The Four Routes — And Where Each Breaks Down
There are four practical routes for Indians to access global markets: direct US stocks and ETFs (NYSE/NASDAQ), UCITS ETFs listed in Europe, NSE IFSC Receipts via GIFT City, and India-domiciled mutual funds with US exposure . Each has a structural ceiling.
Direct US stocks and ETFs are the most intuitive route but carry a 25% dividend withholding tax with no reclaim option for Indian residents, a US estate tax liability above USD 60,000, and mandatory LRS paperwork including Form W-8BEN and Schedule FA . India-domiciled mutual funds face SEBI's USD 7 billion industry-wide overseas investment cap — once breached, AMCs pause new inflows . NSE IFSC Receipts (GIFT City) are limited to around 50 US large-cap stocks , barely a representative sample. UCITS ETFs listed on the LSE or Xetra offer the most structurally advantaged profile for Indian HNIs: dividend withholding tax at approximately 15% at the fund level via the US–Ireland treaty benefit (versus approximately 30% for US-domiciled ETFs) , no US estate tax exposure , and accumulating share classes that reinvest dividends tax-free inside the fund, eliminating Indian dividend tax . The tradeoff is slightly higher expense ratios of 0.07–0.25% versus 0.03–0.10% for US-domiciled equivalents .
Competitive Landscape: Who Does What
The market is fragmented across meaningfully different propositions. INDmoney is positioned as a personal finance super-app — global investing is one tab among many, not the core of the experience . It routes trades via DriveWealth/Alpaca Securities and supports US stock SIPs , targeting retail investors building habits. Vested is built ground-up as an alternative investment platform offering direct access to US stocks and ETFs alongside Indian bonds, thematic portfolios, and solar infrastructure , using VF Securities (FINRA, SIPC member) as its brokerage back-end . Both platforms are limited to the US market and cannot provide access to China, Japan, UK, Europe, or Switzerland . Critically, both focus only on US-domiciled ETFs, exposing Indian investors to up to 40% US estate tax above $60,000 . Neither offers expert concierge services for FEMA and tax compliance , and neither is built for family office or institutional investor needs . Fractional shares on both platforms cannot be transferred between brokers , creating a structural lock-in that disguises as flexibility.
Zerodha and Groww, India's highest-volume domestic brokers, do not offer direct US stocks or ETFs or UCITS access — they are limited to NSE IFSC Receipts and India-domiciled funds . Interactive Brokers (IBKR) directly offers both US stocks and UCITS ETFs but provides no FEMA compliance support, no India-specific tax reporting, and no INR-based analytics — it is a professional-grade tool that demands professional-grade knowledge to use compliantly. Kristal is the closest structural comparator to Paasa, offering UCITS access, but lacks FEMA compliance support .

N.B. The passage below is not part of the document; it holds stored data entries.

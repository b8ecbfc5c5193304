// SPDX-License-Identifier: BUSL-1.1
// Copyright (c) 2026 Alfred Jean LLC

//! Job Query (§6.1 `GET /api/jobs`, `GET /api/jobs/:id`): the read side of
//! the job store, built on the same scan-then-pipeline shape the Snapshot
//! Builder uses rather than a fresh access pattern.

use std::sync::Arc;

use jobmux_core::Job;
use jobmux_store::{keys, StoreAdapter, StoreOp, StoreValue};

use crate::error::EngineError;

const SCAN_BATCH_SIZE: u32 = 100;

#[derive(Debug, Clone, Default)]
pub struct JobListOptions {
    pub status: Option<String>,
    pub limit: Option<usize>,
    pub offset: Option<usize>,
}

pub struct JobQuery {
    store: Arc<dyn StoreAdapter>,
}

impl JobQuery {
    pub fn new(store: Arc<dyn StoreAdapter>) -> Self {
        Self { store }
    }

    pub async fn get(&self, job_id: &str) -> Result<Job, EngineError> {
        let hash = self.store.get_hash(&keys::job_key(job_id)).await?;
        if hash.is_empty() {
            return Err(EngineError::NotFound(format!("job {job_id} not found")));
        }
        Ok(Job::from_hash(&hash)?)
    }

    /// Lists jobs matching `options`, newest-key-first is not guaranteed —
    /// ordering comes from the SCAN cursor, not a stable sort on any job
    /// field. Filtering and pagination happen after the full key set is
    /// fetched, matching the bound already accepted for the Snapshot
    /// Builder's own scan (§4.F).
    pub async fn list(&self, options: JobListOptions) -> Result<Vec<Job>, EngineError> {
        let job_keys = self.scan_all(keys::job_scan_pattern()).await?;

        let ops: Vec<StoreOp> = job_keys.iter().map(|k| StoreOp::GetHash(k.clone())).collect();
        let mut jobs = Vec::new();
        if !ops.is_empty() {
            let results = self.store.pipeline(&ops).await?;
            for result in results {
                let Ok(StoreValue::Hash(hash)) = result else {
                    continue;
                };
                if hash.is_empty() {
                    continue;
                }
                let Ok(job) = Job::from_hash(&hash) else {
                    continue;
                };
                if let Some(status) = &options.status {
                    if job.status.to_string() != *status {
                        continue;
                    }
                }
                jobs.push(job);
            }
        }

        let offset = options.offset.unwrap_or(0);
        let jobs = jobs.into_iter().skip(offset);
        Ok(match options.limit {
            Some(limit) => jobs.take(limit).collect(),
            None => jobs.collect(),
        })
    }

    async fn scan_all(&self, pattern: &str) -> Result<Vec<String>, EngineError> {
        let mut cursor = 0u64;
        let mut keys = Vec::new();
        loop {
            let page = self.store.scan(cursor, pattern, SCAN_BATCH_SIZE).await?;
            keys.extend(page.keys);
            if page.cursor == 0 {
                break;
            }
            cursor = page.cursor;
        }
        Ok(keys)
    }
}

#[cfg(test)]
mod tests {
    use super::*;
    use jobmux_store::FakeStore;

    #[tokio::test]
    async fn get_returns_not_found_for_missing_job() {
        let store = FakeStore::new();
        let query = JobQuery::new(Arc::new(store));
        let err = query.get("job-1").await.unwrap_err();
        assert!(matches!(err, EngineError::NotFound(_)));
    }

    #[tokio::test]
    async fn list_filters_by_status_and_paginates() {
        let store = FakeStore::new();
        for (id, status) in [("job-1", "pending"), ("job-2", "completed"), ("job-3", "pending")] {
            store
                .put_hash_fields(
                    &keys::job_key(id),
                    &[
                        ("id", id),
                        ("service_required", "render"),
                        ("priority", "50"),
                        ("created_at", "2026-01-01T00:00:00Z"),
                        ("status", status),
                    ],
                )
                .await
                .unwrap();
        }
        let query = JobQuery::new(Arc::new(store));

        let pending = query
            .list(JobListOptions {
                status: Some("pending".to_string()),
                ..Default::default()
            })
            .await
            .unwrap();
        assert_eq!(pending.len(), 2);

        let page = query
            .list(JobListOptions {
                status: Some("pending".to_string()),
                limit: Some(1),
                offset: Some(1),
            })
            .await
            .unwrap();
        assert_eq!(page.len(), 1);
    }
}
// SPDX-License-Identifier: BUSL-1.1
// Copyright (c) 2026 Alfred Jean LLC

//! The Event Bus (§4.B): subscribes to the exact channel set this gateway
//! understands, normalizes every message to a typed [`Event`], and hands it
//! to Fan-Out. Parse failures on individual messages are logged and
//! discarded — they never stop the loop (§7).

use std::collections::HashMap;
use std::sync::Arc;
use std::time::Duration;

use jobmux_core::{Clock, Event, Job, JobStatus, Worker, WorkerStatus};
use jobmux_store::{keys, StoreAdapter, StoreMessage, StoreSubscriber};
use parking_lot::RwLock;
use tokio::time::sleep;
use tracing::{debug, info, warn};

use crate::admin::AdminReconciler;
use crate::decode;
use crate::error::BusError;
use crate::fanout::FanOutEngine;

/// Delay before dispatching a `complete_job`-derived event, so any
/// still-in-flight progress updates are drained first (§4.B).
const COMPLETION_DELAY: Duration = Duration::from_millis(100);

/// Subscribes to the store's pub/sub channels, normalizes every message to
/// a typed event, and routes it through Fan-Out. Holds its own read-back
/// store handle, logically separate from the subscription connection
/// (§5: "Subscription connections MUST NOT issue arbitrary commands").
pub struct EventBus {
    subscriber: Box<dyn StoreSubscriber>,
    readback: Arc<dyn StoreAdapter>,
    fanout: Arc<FanOutEngine>,
    admin: Arc<AdminReconciler>,
    clock: Arc<dyn Clock>,
    last_job_status: RwLock<HashMap<String, JobStatus>>,
    last_worker_status: RwLock<HashMap<String, WorkerStatus>>,
}

impl EventBus {
    pub fn new(
        subscriber: Box<dyn StoreSubscriber>,
        readback: Arc<dyn StoreAdapter>,
        fanout: Arc<FanOutEngine>,
        admin: Arc<AdminReconciler>,
        clock: Arc<dyn Clock>,
    ) -> Self {
        Self {
            subscriber,
            readback,
            fanout,
            admin,
            clock,
            last_job_status: RwLock::new(HashMap::new()),
            last_worker_status: RwLock::new(HashMap::new()),
        }
    }

    /// Subscribes to the exact channel set named in §4.B, plus the legacy
    /// diagnostic channel kept solely to log anomalies.
    pub async fn subscribe_all(&mut self) -> Result<(), BusError> {
        self.readback.configure_keyspace_notifications().await?;
        self.subscriber
            .subscribe(&[
                keys::channels::UPDATE_JOB_PROGRESS,
                keys::channels::WORKER_STATUS,
                keys::channels::COMPLETE_JOB,
                keys::channels::MACHINE_STARTUP_EVENTS,
                keys::channels::WORKER_EVENTS,
                keys::channels::LEGACY_WORKER_STARTUP_EVENTS,
            ])
            .await?;
        self.subscriber
            .psubscribe(&[
                keys::channels::CONNECTOR_STATUS_PATTERN,
                keys::channels::KEYSPACE_JOB_PATTERN,
                keys::channels::KEYSPACE_WORKER_PATTERN,
            ])
            .await?;
        Ok(())
    }

    /// Runs the receive loop until the subscription connection closes or a
    /// store error surfaces. A transport failure here is not one of the
    /// "individual message" parse failures this component is required to
    /// swallow — it is surfaced to the caller.
    pub async fn run(mut self) -> Result<(), BusError> {
        loop {
            let message = match self.subscriber.next_message().await {
                Ok(Some(message)) => message,
                Ok(None) => {
                    info!("event bus subscription closed");
                    return Ok(());
                }
                Err(err) => return Err(BusError::from(err)),
            };
            self.handle_message(message).await;
        }
    }

    async fn handle_message(&self, message: StoreMessage) {
        let now_ms = self.clock.now_ms();
        let channel = message.channel.as_str();

        if channel == keys::channels::LEGACY_WORKER_STARTUP_EVENTS {
            warn!(payload = %message.payload, "message arrived on legacy worker startup channel, discarding");
            return;
        }

        let event = if channel == keys::channels::UPDATE_JOB_PROGRESS {
            decode::decode_update_job_progress(&message.payload, now_ms).ok()
        } else if channel == keys::channels::WORKER_STATUS {
            decode::decode_worker_status(&message.payload, now_ms).ok()
        } else if channel == keys::channels::COMPLETE_JOB {
            decode::decode_complete_job(&message.payload, now_ms).ok()
        } else if channel == keys::channels::WORKER_EVENTS {
            decode::decode_worker_event(&message.payload, now_ms).ok()
        } else if channel == keys::channels::MACHINE_STARTUP_EVENTS {
            self.handle_machine_event(&message.payload, now_ms).await
        } else if let Some(worker_id) = strip_connector_status_channel(channel) {
            decode::decode_connector_status(&message.payload, worker_id, now_ms).ok()
        } else if let Some(job_id) = strip_job_keyspace_channel(channel) {
            self.synthesize_job_event(job_id, now_ms).await
        } else if let Some(worker_id) = strip_worker_keyspace_channel(channel) {
            self.synthesize_worker_event(worker_id, now_ms).await
        } else {
            debug!(channel, "message on unrecognized channel, discarding");
            None
        };

        let Some(event) = event else {
            return;
        };

        self.dispatch(event);
    }

    /// Dispatches immediately, except a `complete_job` event which is
    /// delayed per the completion-ordering rule (§4.B). Spawned so the
    /// receive loop is never blocked by the sleep.
    fn dispatch(&self, event: Event) {
        let fanout = Arc::clone(&self.fanout);
        if matches!(event, Event::CompleteJob { .. }) {
            tokio::spawn(async move {
                sleep(COMPLETION_DELAY).await;
                fanout.dispatch(event).await;
            });
        } else {
            tokio::spawn(async move {
                fanout.dispatch(event).await;
            });
        }
    }

    /// Reads back the `job:{id}` hash and derives which concrete event a
    /// raw keyspace mutation represents (§4.B: "This read-back is the
    /// ground truth"). Returns `None` on any read or decode failure, or
    /// when the observed status has not changed since the last read.
    async fn synthesize_job_event(&self, job_id: &str, now_ms: i64) -> Option<Event> {
        let hash = self.readback.get_hash(&keys::job_key(job_id)).await.ok()?;
        if hash.is_empty() {
            return None;
        }
        let job = Job::from_hash(&hash).ok()?;

        let previous = self.last_job_status.write().insert(job_id.to_string(), job.status);
        if previous == Some(job.status) {
            return None;
        }

        Some(match job.status {
            JobStatus::Completed => Event::CompleteJob {
                job_id: job_id.to_string(),
                timestamp: now_ms,
                result: job.result,
            },
            JobStatus::Failed => Event::JobFailed {
                job_id: job_id.to_string(),
                timestamp: now_ms,
                error: job.error.unwrap_or_else(|| "unknown error".to_string()),
                cancelled: false,
            },
            status => Event::JobStatusChanged {
                job_id: job_id.to_string(),
                timestamp: now_ms,
                status: status.to_string(),
                previous_status: previous.map(|s| s.to_string()),
            },
        })
    }

    /// Decodes a machine lifecycle event and applies its hash-level state
    /// transition (§4.H) before the event is re-broadcast to monitors. The
    /// hash update is best-effort: a store failure here is logged, not
    /// allowed to swallow the event itself.
    async fn handle_machine_event(&self, payload: &str, now_ms: i64) -> Option<Event> {
        let event = decode::decode_machine_event(payload, now_ms).ok()?;
        if let Err(err) = self.admin.apply_machine_event(&event).await {
            warn!(error = %err, "failed to apply machine event to machine hash");
        }
        Some(event)
    }

    async fn synthesize_worker_event(&self, worker_id: &str, now_ms: i64) -> Option<Event> {
        let hash = self.readback.get_hash(&keys::worker_key(worker_id)).await.ok()?;
        if hash.is_empty() {
            return None;
        }
        let worker = Worker::from_hash(worker_id, &hash).ok()?;

        let previous = self
            .last_worker_status
            .write()
            .insert(worker_id.to_string(), worker.status);
        if previous == Some(worker.status) {
            return None;
        }

        Some(Event::WorkerStatusChanged {
            worker_id: worker_id.to_string(),
            timestamp: now_ms,
            status: worker.status.to_string(),
            previous_status: previous.map(|s| s.to_string()),
        })
    }
}

fn strip_connector_status_channel(channel: &str) -> Option<&str> {
    channel.strip_prefix("connector_status:")
}

fn strip_job_keyspace_channel(channel: &str) -> Option<&str> {
    let key = channel.strip_prefix("__keyspace@0__:")?;
    keys::job_id_from_key(key)
}

/// Only matches the worker's own hash key (`worker:{id}`), not its
/// heartbeat/jobs/status sub-keys, which also fall under the broader
/// `worker:*` keyspace pattern but carry no status semantics of their own.
fn strip_worker_keyspace_channel(channel: &str) -> Option<&str> {
    let key = channel.strip_prefix("__keyspace@0__:")?;
    let worker_id = key.strip_prefix("worker:")?;
    if worker_id.contains(':') {
        None
    } else {
        Some(worker_id)
    }
}

#[cfg(test)]
mod tests {
    use super::*;
    use jobmux_core::FakeClock;
    use jobmux_registry::ConnectionRegistry;
    use jobmux_store::FakeStore;

    fn fanout() -> Arc<FanOutEngine> {
        Arc::new(FanOutEngine::new(Arc::new(ConnectionRegistry::new(None))))
    }

    fn admin(store: FakeStore, fanout: Arc<FanOutEngine>) -> Arc<AdminReconciler> {
        Arc::new(AdminReconciler::new(Arc::new(store), fanout, Arc::new(FakeClock::new())))
    }

    #[tokio::test]
    async fn job_keyspace_notification_synthesizes_status_changed() {
        let store = FakeStore::new();
        store
            .put_hash_fields(
                "job:job-1",
                &[
                    ("id", "job-1"),
                    ("service_required", "render"),
                    ("priority", "50"),
                    ("created_at", "2026-01-01T00:00:00Z"),
                    ("status", "in_progress"),
                ],
            )
            .await
            .unwrap();

        let fo = fanout();
        let bus = EventBus::new(
            Box::new(store.subscriber()),
            Arc::new(store.clone()),
            Arc::clone(&fo),
            admin(store.clone(), Arc::clone(&fo)),
            Arc::new(FakeClock::new()),
        );

        let event = bus.synthesize_job_event("job-1", 1234).await.unwrap();
        match event {
            Event::JobStatusChanged { status, .. } => assert_eq!(status, "in_progress"),
            other => panic!("unexpected event: {other:?}"),
        }
    }

    #[tokio::test]
    async fn job_completed_status_synthesizes_complete_job() {
        let store = FakeStore::new();
        store
            .put_hash_fields(
                "job:job-1",
                &[
                    ("id", "job-1"),
                    ("service_required", "render"),
                    ("priority", "50"),
                    ("created_at", "2026-01-01T00:00:00Z"),
                    ("status", "completed"),
                ],
            )
            .await
            .unwrap();

        let fo = fanout();
        let bus = EventBus::new(
            Box::new(store.subscriber()),
            Arc::new(store.clone()),
            Arc::clone(&fo),
            admin(store.clone(), Arc::clone(&fo)),
            Arc::new(FakeClock::new()),
        );

        let event = bus.synthesize_job_event("job-1", 0).await.unwrap();
        assert!(matches!(event, Event::CompleteJob { .. }));
    }

    #[tokio::test]
    async fn repeated_read_of_unchanged_status_yields_no_event() {
        let store = FakeStore::new();
        store
            .put_hash_fields(
                "job:job-1",
                &[
                    ("id", "job-1"),
                    ("service_required", "render"),
                    ("priority", "50"),
                    ("created_at", "2026-01-01T00:00:00Z"),
                    ("status", "pending"),
                ],
            )
            .await
            .unwrap();

        let fo = fanout();
        let bus = EventBus::new(
            Box::new(store.subscriber()),
            Arc::new(store.clone()),
            Arc::clone(&fo),
            admin(store.clone(), Arc::clone(&fo)),
            Arc::new(FakeClock::new()),
        );

        assert!(bus.synthesize_job_event("job-1", 0).await.is_some());
        assert!(bus.synthesize_job_event("job-1", 0).await.is_none());
    }

    #[test]
    fn worker_keyspace_channel_rejects_sub_keys() {
        assert_eq!(
            strip_worker_keyspace_channel("__keyspace@0__:worker:w-1"),
            Some("w-1")
        );
        assert_eq!(
            strip_worker_keyspace_channel("__keyspace@0__:worker:w-1:heartbeat"),
            None
        );
    }
}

Emerging Market Case Study: Warren in Brazil
Brazil provides the most comparable precedent. Warren, founded in 2017, disrupted Brazil's wealth market by combining Robinhood-style accessibility, Betterment-style robo-advisory, and private bank depth into a single digital offering . The structural driver was identical to India today: a young, tech-savvy population being underserved by costly, high-friction incumbents . Warren attracted more than 300,000 customers , secured institutional backing from GIC, QED, Kaszek, and Citi , and succeeded by resolving the conflict-of-interest problem in Brazilian wealth management through a transparent AUM-based fee model rather than commissions . It then layered on a B2B white-label business and an institutional trading and capital markets desk — diversifying revenue well beyond retail. The lesson is that in an emerging market where incumbents are extractive and compliance is complex, a platform that earns trust through transparency and embeds compliance into the product can compress a decade of AUM accumulation into a few years.
Paasa's Differentiation and Unicorn Roadmap
Paasa is built specifically for Indian HNIs, family offices, and institutional investors, with access to US, UK, Europe, and China markets, and tools that automate LRS, remittance, tax reporting, and cross-border complexity . It executes trades via Interactive Brokers — a 40+ year-old global brokerage used by institutions — holds securities directly in the customer's name and PAN at IBKR , and offers 15,000+ stocks and ETFs across US, UK, European, and Hong Kong markets from a single account . Its 100+ UCITS ETFs directly address the estate tax gap that neither INDmoney nor Vested closes. Automated W-8BEN filing and downloadable Schedule FA reports turn a compliance burden into a product feature. Zero FX markup through HDFC, ICICI, Kotak, and Axis , dedicated relationship managers covering LRS remittances through to portfolio reviews , and a $100 minimum deposit with no per-trade minimums round out a proposition that is simultaneously institutional-grade and accessible.
The real competitive risk Paasa faces is not the current field — it is the risk that INDmoney or Zerodha expand into UCITS and FEMA compliance as they scale. The structural moat must therefore be built at the compliance and advisory layer, not product breadth alone. India's diversification of outbound investment destinations toward UAE, Luxembourg, and Switzerland signals that the HNI appetite is already moving beyond US equities — exactly where Paasa's global mandate creates a durable wedge. To reach unicorn scale, Paasa's roadmap must convert its compliance infrastructure into a white-label B2B capability (the Warren playbook), capture family office AUM at the household level leveraging LRS pooling mechanics , and expand into institutional services — trading desks, advisory, and fund services — as Warren demonstrated in Brazil . The opportunity is large, the structural tailwinds are confirmed, and the competitive window remains open.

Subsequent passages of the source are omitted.